Saved data entries:
________________________

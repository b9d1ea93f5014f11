//! Local backup artifact writer.
//!
//! Artifacts are named `<root>/bluesky-posts-<timestamp>.<ext>` with an
//! RFC 3339 UTC timestamp (second granularity, ':' and '.' replaced by '-'
//! so names stay filesystem-safe and sort lexicographically by age).
//! Writes go through a `.part` sibling and a rename, so a partially written
//! artifact is never visible to enumeration.

use crate::utils::errors::BackupError;
use crate::Result;
use chrono::{SecondsFormat, Utc};
use serde::Serialize;
use std::fmt;
use std::fs;
use std::path::{Path, PathBuf};
use tracing::info;

/// File name prefix shared by all backup artifacts.
pub const BACKUP_PREFIX: &str = "bluesky-posts";

/// The two artifact representations.
#[derive(Debug, Clone, Copy, PartialEq, Eq)]
pub enum BackupFormat {
    /// Structured document: records wrapped in a JSON envelope.
    Json,
    /// Verbatim repository archive bytes.
    Car,
}

impl BackupFormat {
    pub fn extension(&self) -> &'static str {
        match self {
            BackupFormat::Json => "json",
            BackupFormat::Car => "car",
        }
    }

    pub fn content_type(&self) -> &'static str {
        match self {
            BackupFormat::Json => "application/json",
            BackupFormat::Car => "application/vnd.ipld.car",
        }
    }

    pub fn from_extension(ext: &str) -> Option<Self> {
        match ext {
            "json" => Some(BackupFormat::Json),
            "car" => Some(BackupFormat::Car),
            _ => None,
        }
    }
}

impl fmt::Display for BackupFormat {
    fn fmt(&self, f: &mut fmt::Formatter<'_>) -> fmt::Result {
        match self {
            BackupFormat::Json => f.write_str("JSON"),
            BackupFormat::Car => f.write_str("CAR"),
        }
    }
}

/// A written backup artifact. Created once, never mutated by the pipeline.
#[derive(Debug, Clone, PartialEq, Eq)]
pub struct BackupArtifact {
    pub path: PathBuf,
    pub format: BackupFormat,
    pub size: u64,
}

#[derive(Serialize)]
#[serde(rename_all = "camelCase")]
struct BackupEnvelope<'a, T> {
    backup_date: String,
    post_count: usize,
    posts: &'a [T],
}

/// Writes backup artifacts under a fixed root directory.
pub struct BackupWriter {
    root: PathBuf,
}

impl BackupWriter {
    pub fn new(root: impl Into<PathBuf>) -> Self {
        Self { root: root.into() }
    }

    pub fn root(&self) -> &Path {
        &self.root
    }

    /// Write records as a structured JSON document.
    ///
    /// An empty record sequence writes nothing and returns
    /// [`BackupError::NoRecords`]; the backup directory is still created so
    /// the failure leaves the filesystem in a usable state.
    pub fn write_document<T: Serialize>(&self, records: &[T]) -> Result<BackupArtifact> {
        fs::create_dir_all(&self.root)?;
        if records.is_empty() {
            return Err(BackupError::NoRecords);
        }

        let envelope = BackupEnvelope {
            backup_date: Utc::now().to_rfc3339_opts(SecondsFormat::Secs, true),
            post_count: records.len(),
            posts: records,
        };
        let bytes = serde_json::to_vec_pretty(&envelope)?;
        self.commit(BackupFormat::Json, &bytes)
    }

    /// Write the repository archive bytes verbatim.
    pub fn write_archive(&self, bytes: &[u8]) -> Result<BackupArtifact> {
        fs::create_dir_all(&self.root)?;
        self.commit(BackupFormat::Car, bytes)
    }

    fn commit(&self, format: BackupFormat, bytes: &[u8]) -> Result<BackupArtifact> {
        let path = self.unique_path(format);
        let tmp = path.with_extension(format!("{}.part", format.extension()));

        fs::write(&tmp, bytes)?;
        if let Err(e) = fs::rename(&tmp, &path) {
            let _ = fs::remove_file(&tmp);
            return Err(e.into());
        }

        info!(path = %path.display(), size = bytes.len(), "backup saved");
        Ok(BackupArtifact {
            path,
            format,
            size: bytes.len() as u64,
        })
    }

    /// Timestamp-derived artifact path. Same-second invocations get a
    /// numeric suffix instead of silently overwriting.
    fn unique_path(&self, format: BackupFormat) -> PathBuf {
        let timestamp = Utc::now()
            .to_rfc3339_opts(SecondsFormat::Secs, true)
            .replace([':', '.'], "-");
        let base = format!("{BACKUP_PREFIX}-{timestamp}");
        let ext = format.extension();

        let candidate = self.root.join(format!("{base}.{ext}"));
        if !candidate.exists() {
            return candidate;
        }
        let mut n = 2u32;
        loop {
            let candidate = self.root.join(format!("{base}-{n}.{ext}"));
            if !candidate.exists() {
                return candidate;
            }
            n += 1;
        }
    }
}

________________________

#### [Brief]
The line with "use crate::Result;" marks the end; reproduce exactly every line from the start of the entries up to it, that line included.

#### [Task output]
repository b9d1ea93f5014f11
//! Local backup artifact writer.
//!
//! Artifacts are named `<root>/bluesky-posts-<timestamp>.<ext>` with an
//! RFC 3339 UTC timestamp (second granularity, ':' and '.' replaced by '-'
//! so names stay filesystem-safe and sort lexicographically by age).
//! Writes go through a `.part` sibling and a rename, so a partially written
//! artifact is never visible to enumeration.

use crate::utils::errors::BackupError;
use crate::Result;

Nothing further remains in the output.